Güzelliği Özledim, Ama Ne Bedeli?

by ahshaber
0 comment

GÜZEL ŞEYLERİN ÇİRKİN TARİHİ: Arzu ve Tüketim Üzerine Denemeler, Katy Kelleher


Açıkça insani olduğunu düşünme eğiliminde olduğumuz etkinliklerin çoğu zaman doğrudan hayatta kalmayla hiçbir ilgisi yoktur. Tuvallere boya sürüyoruz, enstrümanlarla melodiler çalıyoruz, var olmayan bir dünya hayal ediyoruz ve orada yaşayan hayali insanları okuyoruz. Ancak bazen insanın neşe ve zevk arayışı yıkıma neden olabilir. Yeter kavramına uymakta zorlanıyoruz. İstediğimiz ama ihtiyaç duymadığımız şeylerin peşinden pervasızca ve bıkmadan usanmadan koşarız.

Katy Kelleher, “Güzel Şeylerin Çirkin Tarihi”nde, insanların gıpta ile bakılan güzellik nesnelerini elde etmek için gittikleri aşırı ve bazen de iğrenç yollardan bahsediyor: sağlıklarını mahvetmek, gezegeni mahvetmek, başkalarına acı çektirmek. Kendine zarar verme ve intihar düşüncelerine yol açan bir depresyon geçmişine sahip biri olarak, güzelliğin onu ayakta tutma amacını sağlamaya yardımcı olduğunu söylüyor: “Güzelliğe dair umut, sabaha kadar çarşaflarda küflenmek yerine her sabah yatağımdan kalkmamı sağlıyor. Yatak yaraları geliştiriyorum.

Ancak aradığı güzellik aynı zamanda suçluluk duygusuyla da bağlantılıdır.

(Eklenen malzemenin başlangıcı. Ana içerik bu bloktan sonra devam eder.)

//! HTTP access to the iA.Delib REST surface.

use async_trait::async_trait;
use reqwest::{Client, Response, header::ACCEPT};
use serde_json::Value;
use std::time::Duration;
use tracing::{debug, instrument, warn};
use url::Url;

use super::TransportError;
use crate::config::ConnectorConfig;

/// Backend endpoints, appended verbatim to a connector's base URL.
#[derive(Debug, Clone, PartialEq, Eq)]
pub enum Endpoint {
    /// The base URL itself, used to check connectivity.
    Root,
    Item,
    Search,
    /// Annex upload onto the item with the given UID.
    Annex(String),
}

impl Endpoint {
    /// Builds the absolute URL for this endpoint.
    ///
    /// The base URL is expected to end with the site path separator (for example
    /// `https://delib.example.org/site/`), so the suffix is concatenated rather than
    /// joined.
    pub fn url(&self, base_url: &str) -> String {
        match self {
            Endpoint::Root => base_url.to_string(),
            Endpoint::Item => format!("{base_url}@item"),
            Endpoint::Search => format!("{base_url}@search"),
            Endpoint::Annex(uid) => format!("{base_url}@annex/{uid}"),
        }
    }
}

/// Authenticated JSON GET/POST against a remote endpoint.
///
/// Implemented over HTTP by [`ReqwestBackend`]; tests substitute their own
/// implementations to script responses and failures.
#[async_trait]
pub trait BackendClient: Send + Sync {
    /// GET `url` with the given query pairs appended, returning the parsed body.
    async fn get_json(&self, url: &str, params: &[(String, String)]) -> Result<Value, TransportError>;

    /// POST `body` as JSON to `url`, returning the parsed body.
    async fn post_json(&self, url: &str, body: &Value) -> Result<Value, TransportError>;
}

/// The concrete implementation of `BackendClient`.
///
/// Every request carries Basic credentials from the connector and asks for JSON.
/// There is exactly one attempt per call; the client-wide timeout bounds it.
pub struct ReqwestBackend {
    client: Client,
    username: String,
    password: String,
}

impl ReqwestBackend {
    pub fn new(connector: &ConnectorConfig, request_timeout: Duration) -> anyhow::Result<Self> {
        let client = Client::builder().timeout(request_timeout).build()?;
        Ok(Self {
            client,
            username: connector.username.clone(),
            password: connector.password.clone(),
        })
    }
}

/// Reads the whole body and parses it as JSON, whatever the status code.
async fn decode(url: &Url, response: Response) -> Result<Value, TransportError> {
    let status = response.status();
    if !status.is_success() {
        warn!(%url, %status, "Backend answered with a non-success status");
    }

    let body = response.text().await?;
    serde_json::from_str(&body).map_err(|e| {
        debug!(%url, "Response body was: {}", body);
        TransportError::from(e)
    })
}

#[async_trait]
impl BackendClient for ReqwestBackend {
    #[instrument(skip(self, params), err)]
    async fn get_json(&self, url: &str, params: &[(String, String)]) -> Result<Value, TransportError> {
        let mut url = Url::parse(url)?;
        if !params.is_empty() {
            url.query_pairs_mut().extend_pairs(params);
        }

        let response = self
            .client
            .get(url.clone())
            .basic_auth(&self.username, Some(&self.password))
            .header(ACCEPT, "application/json")
            .send()
            .await?;

        decode(&url, response).await
    }

    #[instrument(skip(self, body), err)]
    async fn post_json(&self, url: &str, body: &Value) -> Result<Value, TransportError> {
        let url = Url::parse(url)?;

        let response = self
            .client
            .post(url.clone())
            .basic_auth(&self.username, Some(&self.password))
            .header(ACCEPT, "application/json")
            .json(body)
            .send()
            .await?;

        decode(&url, response).await
    }
}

Kelleher, “İnsanın açgözlülüğünün ahlaksızlığından etkilenmemiş veya zamanın kimyasal yıkımlarından etkilenmemiş bir nesneye hiç rastlamadım” diye yazıyor. Biblolar satın alıyor ve çöp üretiyor. Ev ve tasarım hakkında yazan bir gazeteci, görevinin başkalarını da aynı şeyi yapmaya teşvik etmek olduğunu fark ediyor.

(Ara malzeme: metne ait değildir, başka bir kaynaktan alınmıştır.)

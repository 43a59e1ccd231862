//! API request and response models for connector endpoints.

use serde::{Deserialize, Serialize};
use serde_json::Value;
use utoipa::{IntoParams, ToSchema};

use crate::config::ConnectorConfig;
use crate::submission::{AddAnnexesOutcome, AnnexFailure};

/// Public metadata of a hosted connector. Credentials are never exposed.
#[derive(Debug, Clone, Serialize, Deserialize, ToSchema)]
pub struct ConnectorSummary {
    pub title: String,
    pub slug: String,
    pub description: String,
}

impl From<&ConnectorConfig> for ConnectorSummary {
    fn from(config: &ConnectorConfig) -> Self {
        Self {
            title: config.title.clone(),
            slug: config.slug.clone(),
            description: config.description.clone(),
        }
    }
}

/// Query parameters for reading one item
#[derive(Debug, Deserialize, IntoParams, ToSchema)]
#[into_params(parameter_in = Query)]
pub struct ReadItemQuery {
    /// Item UID on the backend
    pub uid: String,
    /// Meeting configuration the item belongs to
    pub config_id: String,
}

/// Response of the add-annexes workflow.
///
/// `data` is null when nothing was requested or nothing was found.
#[derive(Debug, Clone, Serialize, Deserialize, ToSchema)]
pub struct AddAnnexesResponse {
    /// Backend responses for the annexes that were accepted, in submission order
    #[schema(value_type = Option<Vec<Object>>)]
    pub data: Option<Vec<Value>>,
    /// Annexes the backend did not accept
    #[serde(default, skip_serializing_if = "Vec::is_empty")]
    pub failures: Vec<AnnexFailure>,
}

impl From<AddAnnexesOutcome> for AddAnnexesResponse {
    fn from(outcome: AddAnnexesOutcome) -> Self {
        match outcome {
            AddAnnexesOutcome::NoFilesRequested | AddAnnexesOutcome::NoAnnexesFound => Self {
                data: None,
                failures: vec![],
            },
            AddAnnexesOutcome::Sent(batch) => Self {
                data: Some(batch.data),
                failures: batch.failures,
            },
        }
    }
}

Neyse ki, bu kitap onun kefareti değil – bundan daha şaşırtıcı ve kararsız ve anlattığı bazı şeyler rahatsız edici ve gerçekten korkunç olsa bile burada herhangi bir azarlama yok. Kelleher, ilgi çekici derecede güzel ile sıkıcı derecede güzel arasında ayrım yaparak bir çirkinlik unsurunun bir nesnenin çekiciliğinin bir parçası olabileceğine dikkat çekiyor. Elbette, kusurluluğun yaşamın geçiciliğini ve beklenmedikliğini hatırlatabileceğini savunan Japon wabi-sabi kavramı vardır; Çürüyen bir çiçek, taze bir çiçeğin sağlayamayacağı başka bir deneyim katmanını aktarabilir. Açıkça Japon estetiğinden bahsetmiyor, ancak Nazilerin parlak beyaz porselen fetişiyle ilgili bir bölüm, Tanizaki’nin siyah lake ahşaptan yapılmış bir tuvalet istediğini yazdığı “Gölgelere Övgü” kitabını yeniden okumamı sağladı.

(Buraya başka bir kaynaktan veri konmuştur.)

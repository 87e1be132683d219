use std::fmt::Write;

use crate::columns::COLUMN_SPECS;
use crate::models::{ComputeSummary, Table};

/// Renders a table as a left-aligned text grid. Only the first `limit`
/// rows are shown when a limit is given.
pub fn render_table(table: &Table, limit: Option<usize>) -> String {
    let shown = limit.unwrap_or(table.rows.len()).min(table.rows.len());
    let rows = &table.rows[..shown];

    let mut widths: Vec<usize> = table.headers.iter().map(|h| h.chars().count()).collect();
    for row in rows {
        for (width, cell) in widths.iter_mut().zip(row) {
            *width = (*width).max(cell.chars().count());
        }
    }

    let mut output = String::new();
    write_line(&mut output, &table.headers, &widths);
    let rule: Vec<String> = widths.iter().map(|w| "-".repeat(*w)).collect();
    write_line(&mut output, &rule, &widths);
    for row in rows {
        write_line(&mut output, row, &widths);
    }

    if shown < table.rows.len() {
        let _ = writeln!(output, "... {} more rows", table.rows.len() - shown);
    }

    output
}

fn write_line(output: &mut String, cells: &[String], widths: &[usize]) {
    let line: Vec<String> = cells
        .iter()
        .zip(widths)
        .map(|(cell, &width)| format!("{cell:<width$}"))
        .collect();
    let _ = writeln!(output, "{}", line.join(" | ").trim_end());
}

pub fn render_summary(summary: &ComputeSummary) -> String {
    let mut output = String::new();
    let _ = write!(
        output,
        "Valued {} of {} rows",
        summary.rows_valued, summary.rows_read
    );
    if summary.rows_blank > 0 {
        let _ = write!(output, ", {} left blank (zero denominator)", summary.rows_blank);
    }
    if summary.rows_dropped > 0 {
        let _ = write!(output, ", {} dropped (zero denominator)", summary.rows_dropped);
    }
    output.push('.');
    output
}

pub fn render_expected_columns() -> String {
    let mut output = String::new();
    let _ = writeln!(output, "Upload a CSV file with these columns:");
    let _ = writeln!(output);
    for spec in COLUMN_SPECS {
        let marker = if spec.required { "" } else { " (optional)" };
        let _ = writeln!(output, "- {}{}", spec.display, marker);
    }
    output
}

#[cfg(test)]
mod tests {
    use super::*;

    fn sample_table() -> Table {
        Table {
            headers: vec!["sub_profile".to_string(), "value".to_string()],
            rows: vec![
                vec!["Outputs".to_string(), "11764.71".to_string()],
                vec!["Impact".to_string(), "".to_string()],
                vec!["Environment".to_string(), "9.5".to_string()],
            ],
        }
    }

    #[test]
    fn aligns_columns_to_widest_cell() {
        let rendered = render_table(&sample_table(), None);
        let lines: Vec<&str> = rendered.lines().collect();
        assert_eq!(lines[0], "sub_profile | value");
        assert_eq!(lines[1], "----------- | --------");
        assert_eq!(lines[2], "Outputs     | 11764.71");
        assert_eq!(lines[3], "Impact      |");
        assert_eq!(lines.len(), 5);
    }

    #[test]
    fn limit_truncates_and_notes_remaining_rows() {
        let rendered = render_table(&sample_table(), Some(1));
        assert_eq!(rendered.lines().count(), 4);
        assert!(rendered.ends_with("... 2 more rows\n"));
    }

    #[test]
    fn summary_mentions_blank_rows() {
        let summary = ComputeSummary {
            rows_read: 3,
            rows_valued: 2,
            rows_blank: 1,
            rows_dropped: 0,
        };
        assert_eq!(
            render_summary(&summary),
            "Valued 2 of 3 rows, 1 left blank (zero denominator)."
        );
    }

    #[test]
    fn lists_expected_upload_headers() {
        let rendered = render_expected_columns();
        assert!(rendered.contains("- Main panel (optional)\n"));
        assert!(rendered.contains("- Required number of items to be returned for sub-profile\n"));
    }
}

Ama çirkin bir tarih farklıdır. Bunun bilgisi, bir nesnenin arzu edilirliğine işaret etse bile, bir nesnenin çekiciliğini azaltabilir; bir şeyin ne kadar nadir olduğunu ve dolayısıyla kıtlığın onun değerini belirlemeye nasıl yardımcı olduğunu açıkça ortaya koyar. 19. yüzyılda bir orkide avcısı bir kaplan tarafından yenilmiş ya da ormanın çalılıklarında bir yerlerde sonsuza kadar ortadan kaybolmuş olabilir. Rönesans döneminde Venedikli cam yapımcıları genellikle kurşun ve cıva gibi zehirli maddelerle çalışıyordu; buharlardan delirmeyenler ya da gizemli mide rahatsızlıklarından ölmeyenler, cam üreticisi rakipleri tarafından ya da göç etmeye kalkışmaları halinde otokratik yöneticileri tarafından suikasta uğramaktan endişe etmek zorunda kalacaklardı.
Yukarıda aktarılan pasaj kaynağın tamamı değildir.